RECORD EXTRACTS section start

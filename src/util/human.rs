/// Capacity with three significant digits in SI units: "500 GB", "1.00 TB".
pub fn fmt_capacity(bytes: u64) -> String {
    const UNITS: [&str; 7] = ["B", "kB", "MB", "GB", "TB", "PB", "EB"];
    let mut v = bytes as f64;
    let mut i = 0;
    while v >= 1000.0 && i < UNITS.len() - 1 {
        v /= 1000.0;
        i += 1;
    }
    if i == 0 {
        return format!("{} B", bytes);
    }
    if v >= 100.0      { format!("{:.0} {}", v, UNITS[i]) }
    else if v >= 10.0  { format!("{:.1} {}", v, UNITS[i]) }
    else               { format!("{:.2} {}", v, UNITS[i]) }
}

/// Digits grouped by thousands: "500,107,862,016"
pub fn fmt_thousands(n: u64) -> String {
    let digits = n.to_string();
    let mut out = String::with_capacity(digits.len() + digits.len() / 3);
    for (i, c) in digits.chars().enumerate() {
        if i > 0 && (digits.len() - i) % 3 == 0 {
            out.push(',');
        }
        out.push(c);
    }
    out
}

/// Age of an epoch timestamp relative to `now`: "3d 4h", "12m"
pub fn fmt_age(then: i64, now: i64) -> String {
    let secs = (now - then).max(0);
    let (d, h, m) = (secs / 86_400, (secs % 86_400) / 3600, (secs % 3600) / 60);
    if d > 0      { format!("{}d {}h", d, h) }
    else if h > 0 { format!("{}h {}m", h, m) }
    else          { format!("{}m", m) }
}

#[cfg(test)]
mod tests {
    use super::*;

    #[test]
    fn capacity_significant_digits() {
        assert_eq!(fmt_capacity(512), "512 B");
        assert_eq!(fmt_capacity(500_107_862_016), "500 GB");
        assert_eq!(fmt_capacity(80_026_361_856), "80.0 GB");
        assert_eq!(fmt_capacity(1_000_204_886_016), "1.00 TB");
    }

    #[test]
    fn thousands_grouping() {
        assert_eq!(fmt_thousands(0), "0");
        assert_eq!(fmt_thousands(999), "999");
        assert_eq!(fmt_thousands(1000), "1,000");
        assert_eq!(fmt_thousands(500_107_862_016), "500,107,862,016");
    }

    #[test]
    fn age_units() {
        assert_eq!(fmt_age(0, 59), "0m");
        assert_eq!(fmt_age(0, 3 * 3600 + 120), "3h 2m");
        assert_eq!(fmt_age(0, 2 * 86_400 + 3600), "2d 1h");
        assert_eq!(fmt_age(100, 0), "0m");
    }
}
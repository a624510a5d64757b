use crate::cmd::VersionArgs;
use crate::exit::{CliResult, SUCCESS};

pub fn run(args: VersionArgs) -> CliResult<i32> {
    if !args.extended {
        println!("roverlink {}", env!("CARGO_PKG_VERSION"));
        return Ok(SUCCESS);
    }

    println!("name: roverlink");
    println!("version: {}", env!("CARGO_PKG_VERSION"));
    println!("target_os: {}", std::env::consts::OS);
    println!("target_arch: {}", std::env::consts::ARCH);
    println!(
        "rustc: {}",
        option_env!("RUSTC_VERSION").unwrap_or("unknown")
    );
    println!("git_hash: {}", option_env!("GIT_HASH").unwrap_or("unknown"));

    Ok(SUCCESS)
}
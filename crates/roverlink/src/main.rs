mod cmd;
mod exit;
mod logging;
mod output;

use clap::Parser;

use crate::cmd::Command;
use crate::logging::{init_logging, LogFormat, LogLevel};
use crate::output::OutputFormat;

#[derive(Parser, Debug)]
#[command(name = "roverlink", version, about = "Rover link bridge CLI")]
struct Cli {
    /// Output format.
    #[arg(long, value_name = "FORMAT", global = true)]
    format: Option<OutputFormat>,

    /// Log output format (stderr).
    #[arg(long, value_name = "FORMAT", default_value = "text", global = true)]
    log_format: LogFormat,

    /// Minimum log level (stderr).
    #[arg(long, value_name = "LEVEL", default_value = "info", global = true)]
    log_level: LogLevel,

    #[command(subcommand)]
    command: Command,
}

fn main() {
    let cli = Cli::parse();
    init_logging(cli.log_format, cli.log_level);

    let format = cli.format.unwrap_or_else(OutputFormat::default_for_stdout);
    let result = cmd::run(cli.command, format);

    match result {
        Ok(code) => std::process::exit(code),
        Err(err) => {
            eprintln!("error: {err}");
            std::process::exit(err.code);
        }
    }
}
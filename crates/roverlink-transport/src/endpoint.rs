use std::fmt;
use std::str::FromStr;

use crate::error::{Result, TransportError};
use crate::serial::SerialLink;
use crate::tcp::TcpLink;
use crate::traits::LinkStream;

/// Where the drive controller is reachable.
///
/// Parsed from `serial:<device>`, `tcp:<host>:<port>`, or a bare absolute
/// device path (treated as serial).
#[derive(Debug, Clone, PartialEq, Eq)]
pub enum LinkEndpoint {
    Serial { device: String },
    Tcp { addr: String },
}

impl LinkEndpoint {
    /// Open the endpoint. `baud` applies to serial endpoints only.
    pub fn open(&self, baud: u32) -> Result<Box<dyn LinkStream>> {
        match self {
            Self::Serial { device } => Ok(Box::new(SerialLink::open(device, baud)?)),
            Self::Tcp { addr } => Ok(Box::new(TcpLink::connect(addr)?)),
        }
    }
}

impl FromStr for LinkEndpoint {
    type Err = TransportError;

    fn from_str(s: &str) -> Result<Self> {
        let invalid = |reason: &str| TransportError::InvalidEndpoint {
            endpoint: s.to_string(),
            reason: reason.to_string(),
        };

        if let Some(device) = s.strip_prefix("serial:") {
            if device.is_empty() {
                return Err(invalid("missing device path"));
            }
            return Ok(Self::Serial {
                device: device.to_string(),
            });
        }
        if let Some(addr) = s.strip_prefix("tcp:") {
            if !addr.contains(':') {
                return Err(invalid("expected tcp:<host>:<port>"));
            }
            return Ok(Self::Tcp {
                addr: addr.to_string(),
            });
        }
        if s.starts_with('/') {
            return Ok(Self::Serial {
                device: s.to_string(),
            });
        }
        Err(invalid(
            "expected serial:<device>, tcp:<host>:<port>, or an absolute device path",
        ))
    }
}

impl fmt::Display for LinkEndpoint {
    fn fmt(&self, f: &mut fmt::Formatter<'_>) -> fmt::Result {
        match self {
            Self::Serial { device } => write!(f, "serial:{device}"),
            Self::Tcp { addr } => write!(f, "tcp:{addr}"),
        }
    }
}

RECORD EXTRACTS section end
RECORD EXTRACTS section start

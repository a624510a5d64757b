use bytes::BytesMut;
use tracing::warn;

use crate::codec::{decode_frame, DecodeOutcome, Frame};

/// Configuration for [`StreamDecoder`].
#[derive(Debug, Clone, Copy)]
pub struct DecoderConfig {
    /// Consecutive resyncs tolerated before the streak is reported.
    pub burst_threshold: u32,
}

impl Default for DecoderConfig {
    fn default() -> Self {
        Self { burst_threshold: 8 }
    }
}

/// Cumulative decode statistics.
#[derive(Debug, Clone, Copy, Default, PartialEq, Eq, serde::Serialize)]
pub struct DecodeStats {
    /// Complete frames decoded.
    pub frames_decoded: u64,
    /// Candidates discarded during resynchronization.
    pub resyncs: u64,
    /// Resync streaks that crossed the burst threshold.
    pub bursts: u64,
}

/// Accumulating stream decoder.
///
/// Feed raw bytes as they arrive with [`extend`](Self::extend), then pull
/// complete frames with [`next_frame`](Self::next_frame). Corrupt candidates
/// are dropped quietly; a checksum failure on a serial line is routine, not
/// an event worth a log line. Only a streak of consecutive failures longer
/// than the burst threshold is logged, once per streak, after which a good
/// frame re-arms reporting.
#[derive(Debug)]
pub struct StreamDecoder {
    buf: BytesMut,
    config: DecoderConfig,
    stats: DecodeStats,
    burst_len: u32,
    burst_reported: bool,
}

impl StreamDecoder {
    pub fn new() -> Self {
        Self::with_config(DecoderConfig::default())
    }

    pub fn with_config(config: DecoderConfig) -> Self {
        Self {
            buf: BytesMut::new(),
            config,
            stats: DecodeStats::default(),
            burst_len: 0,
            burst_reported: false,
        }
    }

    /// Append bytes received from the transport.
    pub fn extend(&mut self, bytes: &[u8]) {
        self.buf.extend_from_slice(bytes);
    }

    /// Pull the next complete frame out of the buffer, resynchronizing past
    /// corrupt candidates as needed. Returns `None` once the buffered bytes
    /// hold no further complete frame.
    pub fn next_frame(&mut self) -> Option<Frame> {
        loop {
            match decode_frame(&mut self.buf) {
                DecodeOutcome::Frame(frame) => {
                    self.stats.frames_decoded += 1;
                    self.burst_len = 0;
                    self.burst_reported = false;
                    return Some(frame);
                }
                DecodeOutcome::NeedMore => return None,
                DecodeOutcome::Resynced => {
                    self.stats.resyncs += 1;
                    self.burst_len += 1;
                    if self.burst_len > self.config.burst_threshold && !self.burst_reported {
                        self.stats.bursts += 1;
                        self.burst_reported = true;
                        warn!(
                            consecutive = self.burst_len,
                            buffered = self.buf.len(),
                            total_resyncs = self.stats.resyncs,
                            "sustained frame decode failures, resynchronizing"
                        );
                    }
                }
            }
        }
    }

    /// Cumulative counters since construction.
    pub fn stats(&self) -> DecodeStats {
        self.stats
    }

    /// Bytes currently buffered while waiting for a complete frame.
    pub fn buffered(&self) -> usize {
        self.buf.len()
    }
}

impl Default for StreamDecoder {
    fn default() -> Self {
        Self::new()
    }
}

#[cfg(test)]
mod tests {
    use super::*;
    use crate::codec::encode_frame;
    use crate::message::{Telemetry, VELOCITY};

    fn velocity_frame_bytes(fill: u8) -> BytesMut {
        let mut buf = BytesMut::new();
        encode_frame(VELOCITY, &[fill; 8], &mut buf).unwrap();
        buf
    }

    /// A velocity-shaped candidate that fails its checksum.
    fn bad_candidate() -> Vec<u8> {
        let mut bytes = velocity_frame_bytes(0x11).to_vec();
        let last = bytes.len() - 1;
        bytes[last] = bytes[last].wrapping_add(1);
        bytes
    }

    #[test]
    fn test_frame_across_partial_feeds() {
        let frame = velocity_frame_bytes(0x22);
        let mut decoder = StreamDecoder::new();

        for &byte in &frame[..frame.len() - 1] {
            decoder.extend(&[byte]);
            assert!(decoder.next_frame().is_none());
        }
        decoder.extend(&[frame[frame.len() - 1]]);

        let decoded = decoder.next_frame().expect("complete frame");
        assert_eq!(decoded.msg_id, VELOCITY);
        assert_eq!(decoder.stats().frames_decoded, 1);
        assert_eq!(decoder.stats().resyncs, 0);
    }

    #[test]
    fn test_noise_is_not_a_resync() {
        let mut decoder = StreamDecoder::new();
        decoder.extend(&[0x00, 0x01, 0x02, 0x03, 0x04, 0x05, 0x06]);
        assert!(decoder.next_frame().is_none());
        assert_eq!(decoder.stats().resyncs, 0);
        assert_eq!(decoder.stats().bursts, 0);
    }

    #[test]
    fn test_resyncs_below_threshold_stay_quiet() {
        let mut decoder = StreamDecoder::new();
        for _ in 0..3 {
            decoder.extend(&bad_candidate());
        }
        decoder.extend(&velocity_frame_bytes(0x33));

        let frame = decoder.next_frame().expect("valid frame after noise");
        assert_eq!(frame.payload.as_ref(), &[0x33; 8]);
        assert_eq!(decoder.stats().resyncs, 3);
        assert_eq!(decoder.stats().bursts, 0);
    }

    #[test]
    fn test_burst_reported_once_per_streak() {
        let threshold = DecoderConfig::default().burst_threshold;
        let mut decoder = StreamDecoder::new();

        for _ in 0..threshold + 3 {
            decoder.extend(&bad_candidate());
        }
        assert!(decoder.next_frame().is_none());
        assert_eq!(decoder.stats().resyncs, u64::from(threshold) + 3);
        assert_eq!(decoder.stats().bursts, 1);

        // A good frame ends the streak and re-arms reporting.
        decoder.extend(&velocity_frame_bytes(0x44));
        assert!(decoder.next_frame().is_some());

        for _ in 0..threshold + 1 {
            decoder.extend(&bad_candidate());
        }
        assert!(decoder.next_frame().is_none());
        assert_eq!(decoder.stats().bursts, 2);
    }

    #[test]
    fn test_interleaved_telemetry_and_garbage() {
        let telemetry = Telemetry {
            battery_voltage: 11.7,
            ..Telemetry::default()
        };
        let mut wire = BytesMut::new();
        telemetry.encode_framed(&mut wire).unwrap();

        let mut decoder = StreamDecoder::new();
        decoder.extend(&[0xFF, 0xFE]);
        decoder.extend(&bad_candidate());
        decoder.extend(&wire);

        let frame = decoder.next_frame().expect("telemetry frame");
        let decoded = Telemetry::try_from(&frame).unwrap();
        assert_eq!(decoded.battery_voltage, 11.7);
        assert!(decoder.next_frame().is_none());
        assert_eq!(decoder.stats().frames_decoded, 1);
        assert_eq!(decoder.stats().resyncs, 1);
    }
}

RECORD EXTRACTS section end
RECORD EXTRACTS section start

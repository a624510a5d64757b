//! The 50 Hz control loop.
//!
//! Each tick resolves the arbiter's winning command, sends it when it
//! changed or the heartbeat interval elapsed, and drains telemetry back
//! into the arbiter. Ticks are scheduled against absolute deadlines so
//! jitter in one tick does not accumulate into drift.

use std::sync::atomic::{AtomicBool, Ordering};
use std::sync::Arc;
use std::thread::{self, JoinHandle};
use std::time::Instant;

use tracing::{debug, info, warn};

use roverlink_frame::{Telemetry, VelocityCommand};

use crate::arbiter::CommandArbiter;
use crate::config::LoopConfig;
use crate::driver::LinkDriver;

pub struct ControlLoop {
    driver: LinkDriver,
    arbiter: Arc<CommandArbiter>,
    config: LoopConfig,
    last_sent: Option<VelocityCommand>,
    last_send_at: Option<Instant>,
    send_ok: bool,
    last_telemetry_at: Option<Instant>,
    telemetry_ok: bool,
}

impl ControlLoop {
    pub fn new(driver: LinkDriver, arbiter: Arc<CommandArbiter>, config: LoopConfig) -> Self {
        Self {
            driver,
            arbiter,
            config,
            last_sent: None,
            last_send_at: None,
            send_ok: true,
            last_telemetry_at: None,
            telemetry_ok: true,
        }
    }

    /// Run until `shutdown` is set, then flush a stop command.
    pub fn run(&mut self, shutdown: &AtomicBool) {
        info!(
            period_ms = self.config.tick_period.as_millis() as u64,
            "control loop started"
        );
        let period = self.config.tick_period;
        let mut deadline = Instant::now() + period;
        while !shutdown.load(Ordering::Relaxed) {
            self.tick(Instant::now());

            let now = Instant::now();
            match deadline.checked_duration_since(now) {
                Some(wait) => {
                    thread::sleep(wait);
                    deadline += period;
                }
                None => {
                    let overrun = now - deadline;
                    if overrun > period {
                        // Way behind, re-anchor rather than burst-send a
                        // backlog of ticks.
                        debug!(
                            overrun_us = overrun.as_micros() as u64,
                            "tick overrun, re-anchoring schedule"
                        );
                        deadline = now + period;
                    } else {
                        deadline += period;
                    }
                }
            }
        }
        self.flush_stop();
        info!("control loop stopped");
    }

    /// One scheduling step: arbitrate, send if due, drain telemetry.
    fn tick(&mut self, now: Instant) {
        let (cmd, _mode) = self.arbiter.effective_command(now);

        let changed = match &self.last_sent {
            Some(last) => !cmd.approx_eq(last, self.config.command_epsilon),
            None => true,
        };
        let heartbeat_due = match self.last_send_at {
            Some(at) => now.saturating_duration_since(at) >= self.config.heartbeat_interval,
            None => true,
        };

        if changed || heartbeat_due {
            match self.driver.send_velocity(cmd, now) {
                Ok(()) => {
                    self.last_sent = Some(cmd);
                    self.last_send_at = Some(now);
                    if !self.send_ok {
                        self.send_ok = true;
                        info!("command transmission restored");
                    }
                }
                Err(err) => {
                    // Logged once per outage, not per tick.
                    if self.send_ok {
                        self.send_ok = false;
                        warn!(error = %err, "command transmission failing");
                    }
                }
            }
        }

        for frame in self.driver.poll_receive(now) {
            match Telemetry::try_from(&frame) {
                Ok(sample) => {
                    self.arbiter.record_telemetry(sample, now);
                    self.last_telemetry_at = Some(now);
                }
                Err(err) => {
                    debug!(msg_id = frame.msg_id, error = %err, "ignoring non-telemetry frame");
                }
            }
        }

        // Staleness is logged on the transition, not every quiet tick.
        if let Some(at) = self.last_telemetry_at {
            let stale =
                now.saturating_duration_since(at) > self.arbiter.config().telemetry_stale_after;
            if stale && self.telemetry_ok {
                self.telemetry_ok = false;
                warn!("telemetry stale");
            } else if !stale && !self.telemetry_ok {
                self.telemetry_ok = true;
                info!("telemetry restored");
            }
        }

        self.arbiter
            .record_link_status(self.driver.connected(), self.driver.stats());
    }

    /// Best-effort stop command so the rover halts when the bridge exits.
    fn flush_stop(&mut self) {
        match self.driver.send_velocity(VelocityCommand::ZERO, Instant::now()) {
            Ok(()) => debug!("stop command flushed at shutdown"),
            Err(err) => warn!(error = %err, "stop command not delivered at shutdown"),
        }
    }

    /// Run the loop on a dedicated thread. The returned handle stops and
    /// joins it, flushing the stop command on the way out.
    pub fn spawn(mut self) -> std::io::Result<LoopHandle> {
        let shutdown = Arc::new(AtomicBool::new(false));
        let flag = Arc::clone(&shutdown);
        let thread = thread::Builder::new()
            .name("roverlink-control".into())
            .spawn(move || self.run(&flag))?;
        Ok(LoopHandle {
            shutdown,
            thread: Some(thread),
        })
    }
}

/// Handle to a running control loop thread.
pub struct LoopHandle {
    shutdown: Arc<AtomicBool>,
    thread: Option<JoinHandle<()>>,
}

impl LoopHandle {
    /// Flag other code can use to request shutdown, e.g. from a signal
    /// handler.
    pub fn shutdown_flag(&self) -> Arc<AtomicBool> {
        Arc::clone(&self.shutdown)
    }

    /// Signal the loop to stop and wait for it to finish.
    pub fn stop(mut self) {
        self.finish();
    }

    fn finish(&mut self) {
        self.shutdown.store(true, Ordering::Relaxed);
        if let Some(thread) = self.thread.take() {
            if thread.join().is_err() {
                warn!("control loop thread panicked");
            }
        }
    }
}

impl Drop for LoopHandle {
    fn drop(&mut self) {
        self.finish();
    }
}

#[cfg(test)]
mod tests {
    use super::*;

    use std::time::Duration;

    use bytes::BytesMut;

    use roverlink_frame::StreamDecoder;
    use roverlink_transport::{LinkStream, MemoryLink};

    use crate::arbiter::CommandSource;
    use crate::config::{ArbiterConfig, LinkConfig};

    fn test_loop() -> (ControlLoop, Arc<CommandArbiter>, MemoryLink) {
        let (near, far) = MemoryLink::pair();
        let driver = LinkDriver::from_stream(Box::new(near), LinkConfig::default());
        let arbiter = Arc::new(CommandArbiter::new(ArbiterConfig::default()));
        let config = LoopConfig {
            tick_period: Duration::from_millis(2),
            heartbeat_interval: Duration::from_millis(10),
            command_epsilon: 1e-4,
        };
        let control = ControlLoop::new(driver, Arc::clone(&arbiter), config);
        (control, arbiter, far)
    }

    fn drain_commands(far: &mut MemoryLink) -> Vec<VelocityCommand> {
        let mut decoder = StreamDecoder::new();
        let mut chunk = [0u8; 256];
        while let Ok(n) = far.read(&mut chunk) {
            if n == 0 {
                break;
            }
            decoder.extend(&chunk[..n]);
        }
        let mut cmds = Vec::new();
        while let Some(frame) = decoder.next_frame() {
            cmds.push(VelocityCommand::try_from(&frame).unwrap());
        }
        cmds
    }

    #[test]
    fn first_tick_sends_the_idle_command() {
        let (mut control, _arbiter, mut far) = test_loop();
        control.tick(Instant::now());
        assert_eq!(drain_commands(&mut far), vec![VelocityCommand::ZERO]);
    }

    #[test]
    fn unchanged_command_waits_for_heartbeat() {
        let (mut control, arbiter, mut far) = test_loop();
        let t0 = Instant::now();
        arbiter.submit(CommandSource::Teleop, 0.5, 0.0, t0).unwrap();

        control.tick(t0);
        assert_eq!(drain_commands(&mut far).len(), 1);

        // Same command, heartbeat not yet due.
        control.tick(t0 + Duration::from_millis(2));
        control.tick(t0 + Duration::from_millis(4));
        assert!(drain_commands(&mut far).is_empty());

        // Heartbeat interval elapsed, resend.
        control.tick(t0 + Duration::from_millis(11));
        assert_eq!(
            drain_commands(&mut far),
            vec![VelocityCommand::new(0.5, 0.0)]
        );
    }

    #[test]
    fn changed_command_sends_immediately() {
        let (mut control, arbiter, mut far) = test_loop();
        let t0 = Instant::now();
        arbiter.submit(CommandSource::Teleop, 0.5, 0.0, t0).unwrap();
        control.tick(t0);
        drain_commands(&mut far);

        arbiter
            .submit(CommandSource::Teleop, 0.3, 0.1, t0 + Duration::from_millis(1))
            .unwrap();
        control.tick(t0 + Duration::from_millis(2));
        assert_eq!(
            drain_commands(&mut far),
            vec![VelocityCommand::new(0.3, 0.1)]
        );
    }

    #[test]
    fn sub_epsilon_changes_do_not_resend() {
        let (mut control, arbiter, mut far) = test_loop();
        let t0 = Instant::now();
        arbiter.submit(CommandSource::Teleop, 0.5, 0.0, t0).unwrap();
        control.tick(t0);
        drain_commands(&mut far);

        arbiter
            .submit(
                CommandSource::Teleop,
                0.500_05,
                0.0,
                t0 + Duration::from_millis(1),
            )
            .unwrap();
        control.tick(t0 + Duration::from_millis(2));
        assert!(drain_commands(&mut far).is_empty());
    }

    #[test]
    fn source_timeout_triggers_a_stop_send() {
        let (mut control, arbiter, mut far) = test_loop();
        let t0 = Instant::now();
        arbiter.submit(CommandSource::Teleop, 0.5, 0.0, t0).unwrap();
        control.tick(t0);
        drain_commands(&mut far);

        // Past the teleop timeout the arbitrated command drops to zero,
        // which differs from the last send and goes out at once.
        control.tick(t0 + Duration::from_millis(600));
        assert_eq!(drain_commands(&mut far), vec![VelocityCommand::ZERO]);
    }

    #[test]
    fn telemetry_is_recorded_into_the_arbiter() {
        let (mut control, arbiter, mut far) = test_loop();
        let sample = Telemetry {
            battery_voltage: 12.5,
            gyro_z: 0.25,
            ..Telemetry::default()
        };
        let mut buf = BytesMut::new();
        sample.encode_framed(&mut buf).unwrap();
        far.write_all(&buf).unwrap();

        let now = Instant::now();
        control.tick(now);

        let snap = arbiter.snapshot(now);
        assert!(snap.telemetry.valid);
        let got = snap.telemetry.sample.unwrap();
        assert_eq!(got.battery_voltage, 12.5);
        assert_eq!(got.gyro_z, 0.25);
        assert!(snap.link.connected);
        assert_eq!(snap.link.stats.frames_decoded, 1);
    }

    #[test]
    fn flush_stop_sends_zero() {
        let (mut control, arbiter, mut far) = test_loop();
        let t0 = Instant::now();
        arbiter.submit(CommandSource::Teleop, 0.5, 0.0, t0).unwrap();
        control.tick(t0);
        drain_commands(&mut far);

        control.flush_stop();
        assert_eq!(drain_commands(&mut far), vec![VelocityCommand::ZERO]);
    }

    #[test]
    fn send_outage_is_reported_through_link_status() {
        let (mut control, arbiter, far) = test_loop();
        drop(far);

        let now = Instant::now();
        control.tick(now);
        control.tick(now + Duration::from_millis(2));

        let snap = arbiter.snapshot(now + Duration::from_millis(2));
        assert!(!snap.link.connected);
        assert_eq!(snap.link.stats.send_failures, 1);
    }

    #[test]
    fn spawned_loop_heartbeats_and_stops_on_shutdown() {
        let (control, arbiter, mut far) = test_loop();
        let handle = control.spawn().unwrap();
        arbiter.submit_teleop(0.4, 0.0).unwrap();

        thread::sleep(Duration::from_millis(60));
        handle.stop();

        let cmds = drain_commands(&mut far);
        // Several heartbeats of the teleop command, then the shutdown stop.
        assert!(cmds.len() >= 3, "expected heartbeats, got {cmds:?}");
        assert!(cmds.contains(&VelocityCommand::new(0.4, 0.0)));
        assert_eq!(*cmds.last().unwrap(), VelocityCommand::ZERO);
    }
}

RECORD EXTRACTS section end

• **TO DO**
Report all lines of the material that contain the word "resynchronizing".

• **REPLY TO THE TASK**
    /// Pull the next complete frame out of the buffer, resynchronizing past
                            "sustained frame decode failures, resynchronizing"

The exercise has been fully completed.